Interview topics included a brief overview of men’s social lives (e.g., family, education, work), followed by a series of questions about their experience with HIV-related research, including preferred recruitment strategies and venues and, when applicable, their own role as recruiters. Participants provided verbal informed consent and received $50 and a roundtrip subway card. The Columbia University Institutional Review Board approved this study.
Interviews were recorded, transcribed and uploaded into Dedoose (Dedoose, 2020). Study team members analyzed interview data within and across cases using the constant comparative method (Glaser & Strauss, 1967). Three team members independently conducted line-by-line coding on five transcripts to create an initial codebook. We then generated a list of thematic codes based on existing literature and integrated those into the codebook to ensure the inclusion of both theory-based and emergent concepts (MacQueen et al., 2007). This included theories around ‘official’ versus ‘on the ground’ ethics, power dynamics with community-based research, and categories and counting (Freedman 1998; Epstein 2008; Heimer, 2013; . Team members subsequently independently cross-coded a random sample of five additional transcripts to refine the codebook. Once refined, two study team members coded the remaining 20 interviews using the codebook as a guide to ensure relevant themes (both theoretical and emergent from the data) were captured. The research team conducted a series of twice-monthly meetings to resolve discrepancies and triangulate data findings.
RESULTS
Participants’ median age was 26 (range 20–29), and the majority was employed and had health insurance (primarily Medicaid). The high level of Medicaid coverage is a consequence of men being underemployed or employed in low-wage jobs (e.g., fast food or coffee shop) that did not provide health insurance. The sample ranged in education level, income, and sexual identity (Table 1).
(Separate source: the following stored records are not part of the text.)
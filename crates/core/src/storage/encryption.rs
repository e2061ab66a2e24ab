use aes_gcm::{
    aead::{Aead, KeyInit},
    Aes256Gcm, Nonce,
};
use argon2::{Algorithm, Argon2, Params, Version};

use crate::errors::CoreError;

pub const SALT_LEN: usize = 16;
pub const NONCE_LEN: usize = 12;
pub const KEY_LEN: usize = 32;

/// Argon2id cost parameters, recorded in every backup header.
#[derive(Debug, Clone, Copy, PartialEq, Eq)]
pub struct KdfParams {
    /// Memory cost in KiB
    pub memory_cost: u32,
    /// Iterations
    pub time_cost: u32,
    /// Lanes
    pub parallelism: u32,
}

impl Default for KdfParams {
    fn default() -> Self {
        Self {
            memory_cost: 19_456, // 19 MiB
            time_cost: 2,
            parallelism: 1,
        }
    }
}

impl KdfParams {
    /// Reject parameters read from an untrusted header that would make
    /// key derivation absurdly expensive.
    pub fn validate(&self) -> Result<(), CoreError> {
        if !(8..=1_048_576).contains(&self.memory_cost) {
            return Err(CoreError::InvalidFileFormat(format!(
                "KDF memory_cost out of range: {} KiB (expected 8..=1048576)",
                self.memory_cost
            )));
        }
        if !(1..=20).contains(&self.time_cost) {
            return Err(CoreError::InvalidFileFormat(format!(
                "KDF time_cost out of range: {} (expected 1..=20)",
                self.time_cost
            )));
        }
        if !(1..=16).contains(&self.parallelism) {
            return Err(CoreError::InvalidFileFormat(format!(
                "KDF parallelism out of range: {} (expected 1..=16)",
                self.parallelism
            )));
        }
        Ok(())
    }
}

/// AES-256-GCM key derived from a password.
pub struct SealingKey([u8; KEY_LEN]);

impl std::fmt::Debug for SealingKey {
    fn fmt(&self, f: &mut std::fmt::Formatter<'_>) -> std::fmt::Result {
        f.write_str("SealingKey(..)")
    }
}

impl SealingKey {
    /// Argon2id(password, salt) with the given costs.
    pub fn derive(password: &str, salt: &[u8; SALT_LEN], params: &KdfParams) -> Result<Self, CoreError> {
        let argon2_params = Params::new(
            params.memory_cost,
            params.time_cost,
            params.parallelism,
            Some(KEY_LEN),
        )
        .map_err(|e| CoreError::Encryption(format!("Invalid Argon2 params: {e}")))?;

        let mut key = [0u8; KEY_LEN];
        Argon2::new(Algorithm::Argon2id, Version::V0x13, argon2_params)
            .hash_password_into(password.as_bytes(), salt, &mut key)
            .map_err(|e| CoreError::Encryption(format!("Key derivation failed: {e}")))?;

        Ok(Self(key))
    }

    /// Encrypt; the 16-byte GCM tag is appended to the output.
    pub fn seal(&self, nonce: &[u8; NONCE_LEN], plaintext: &[u8]) -> Result<Vec<u8>, CoreError> {
        self.cipher()?
            .encrypt(Nonce::from_slice(nonce), plaintext)
            .map_err(|e| CoreError::Encryption(format!("AES-256-GCM seal: {e}")))
    }

    /// Decrypt and verify. Wrong key or tampered input is `Decryption`.
    pub fn open(&self, nonce: &[u8; NONCE_LEN], ciphertext: &[u8]) -> Result<Vec<u8>, CoreError> {
        Ok(self.cipher()?.decrypt(Nonce::from_slice(nonce), ciphertext)?)
    }

    fn cipher(&self) -> Result<Aes256Gcm, CoreError> {
        Aes256Gcm::new_from_slice(&self.0)
            .map_err(|e| CoreError::Encryption(format!("Failed to create cipher: {e}")))
    }
}

/// `N` bytes from the OS CSPRNG (salts and nonces).
pub fn random_bytes<const N: usize>() -> Result<[u8; N], CoreError> {
    let mut buf = [0u8; N];
    getrandom::getrandom(&mut buf)
        .map_err(|e| CoreError::Encryption(format!("Failed to gather randomness: {e}")))?;
    Ok(buf)
}
pub mod backup;
pub mod encryption;
pub mod format;
pub mod gateway;
pub mod kv;
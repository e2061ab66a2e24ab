pub mod currency;
pub mod form;
pub mod ledger;
pub mod summary;
pub mod transaction;
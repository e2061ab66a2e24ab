use chrono::Datelike;
use std::collections::{BTreeMap, HashMap};

use crate::models::summary::{CategoryTotal, DashboardSummary, MonthlyTotals};
use crate::models::transaction::{Transaction, TransactionType};

/// Derived views over a ledger snapshot: totals, savings rate, category
/// and month breakdowns.
///
/// Stateless. Output depends only on the slice passed in, so the same
/// snapshot always yields the same figures. Amounts are summed as recorded;
/// no currency conversion happens here.
pub struct AnalyticsService;

impl AnalyticsService {
    pub fn new() -> Self {
        Self
    }

    /// Sum of all income amounts.
    pub fn total_income(&self, transactions: &[Transaction]) -> f64 {
        Self::sum_of(transactions, TransactionType::Income)
    }

    /// Sum of all expense amounts.
    pub fn total_expenses(&self, transactions: &[Transaction]) -> f64 {
        Self::sum_of(transactions, TransactionType::Expense)
    }

    /// Income minus expenses. Negative when in deficit.
    pub fn net_savings(&self, transactions: &[Transaction]) -> f64 {
        self.total_income(transactions) - self.total_expenses(transactions)
    }

    /// Percentage of income kept: `net / income * 100`.
    ///
    /// Defined as 0 when there is no positive income.
    pub fn savings_rate(&self, transactions: &[Transaction]) -> f64 {
        Self::rate_of(self.total_income(transactions), self.total_expenses(transactions))
    }

    /// Expense sums keyed by category, single pass.
    ///
    /// Only categories that appear on at least one expense are present;
    /// income transactions never contribute.
    pub fn expenses_by_category(&self, transactions: &[Transaction]) -> HashMap<String, f64> {
        let mut totals: HashMap<String, f64> = HashMap::new();
        for t in transactions.iter().filter(|t| t.is_expense()) {
            *totals.entry(t.category.clone()).or_insert(0.0) += t.amount;
        }
        totals
    }

    /// Category totals with their share of all expenses, largest first.
    /// Ties are ordered by category name.
    pub fn category_breakdown(&self, transactions: &[Transaction]) -> Vec<CategoryTotal> {
        let total_expenses = self.total_expenses(transactions);
        let mut rows: Vec<CategoryTotal> = self
            .expenses_by_category(transactions)
            .into_iter()
            .map(|(category, total)| CategoryTotal {
                share_pct: if total_expenses != 0.0 {
                    total / total_expenses * 100.0
                } else {
                    0.0
                },
                category,
                total,
            })
            .collect();
        rows.sort_by(|a, b| {
            b.total
                .partial_cmp(&a.total)
                .unwrap_or(std::cmp::Ordering::Equal)
                .then_with(|| a.category.cmp(&b.category))
        });
        rows
    }

    /// Income and expense sums per calendar month, January first.
    ///
    /// The year is ignored, so the same month of different years lands in
    /// one bucket. Months without transactions are absent.
    pub fn monthly_totals(&self, transactions: &[Transaction]) -> Vec<MonthlyTotals> {
        let mut buckets: BTreeMap<u32, MonthlyTotals> = BTreeMap::new();
        for t in transactions {
            let month = t.date.month();
            let bucket = buckets.entry(month).or_insert_with(|| MonthlyTotals {
                month,
                label: t.date.format("%b").to_string(),
                income: 0.0,
                expenses: 0.0,
            });
            match t.kind {
                TransactionType::Income => bucket.income += t.amount,
                TransactionType::Expense => bucket.expenses += t.amount,
            }
        }
        buckets.into_values().collect()
    }

    /// All dashboard figures in one pass over the aggregates.
    pub fn summary(&self, transactions: &[Transaction], currency: &str) -> DashboardSummary {
        let total_income = self.total_income(transactions);
        let total_expenses = self.total_expenses(transactions);

        DashboardSummary {
            currency: currency.to_string(),
            transaction_count: transactions.len(),
            total_income,
            total_expenses,
            net_savings: total_income - total_expenses,
            savings_rate: Self::rate_of(total_income, total_expenses),
        }
    }

    /// `(income - expenses) / income * 100`, or 0 without positive income.
    fn rate_of(income: f64, expenses: f64) -> f64 {
        if income > 0.0 {
            (income - expenses) / income * 100.0
        } else {
            0.0
        }
    }

    fn sum_of(transactions: &[Transaction], kind: TransactionType) -> f64 {
        transactions
            .iter()
            .filter(|t| t.kind == kind)
            .map(|t| t.amount)
            .sum()
    }
}

impl Default for AnalyticsService {
    fn default() -> Self {
        Self::new()
    }
}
Two primary areas of tension emerged: 1) misunderstanding of eligibility criteria and 2) suggestions regarding recruitment.
Table 1:
Characteristic | Total N=30 |
---|---|
Age | 26 (median) |
18–24 | 8 |
25–29 | 22 |
Sexual Identity | |
Gay | 19 |
Queer | 5 |
Bisexual | 1 |
Straight | 1 |
No Label | 4 |
Race (self-report) | |
Black | 18 |
Latino | 5 |
Mixed | 7 |
Income | |
Monthly Range | $400–9000 |
Education | |
<High School | 3 |
High School/vocational | 8 |
Some College | 8 |
College or more | 11 |
Employed | |
Yes | 24 |
No | 6 |
Insurance Status | |
Public | 18 |
Private | 10 |
Uninsured | 2 |
(Mis)understandings and problematic categorization of eligibility criteria
Race, age and sexuality
While men understood the need for eligibility criteria (e.g., “that’s how you get an unbiased result”) (27 y/o, Latino, MSM) as a necessary condition of rigorous public health research, they also expressed frustration. Many felt that the categories used to determine participant eligibility did not align with their identities and lived realities, and often served to exclude important segments of the population. One participant described the exclusionary impact of eligibility categorization as “a form of segregation” (27 y/o, Latino, MSM). This problematic was most frequently discussed in terms of race, gender, and sexuality.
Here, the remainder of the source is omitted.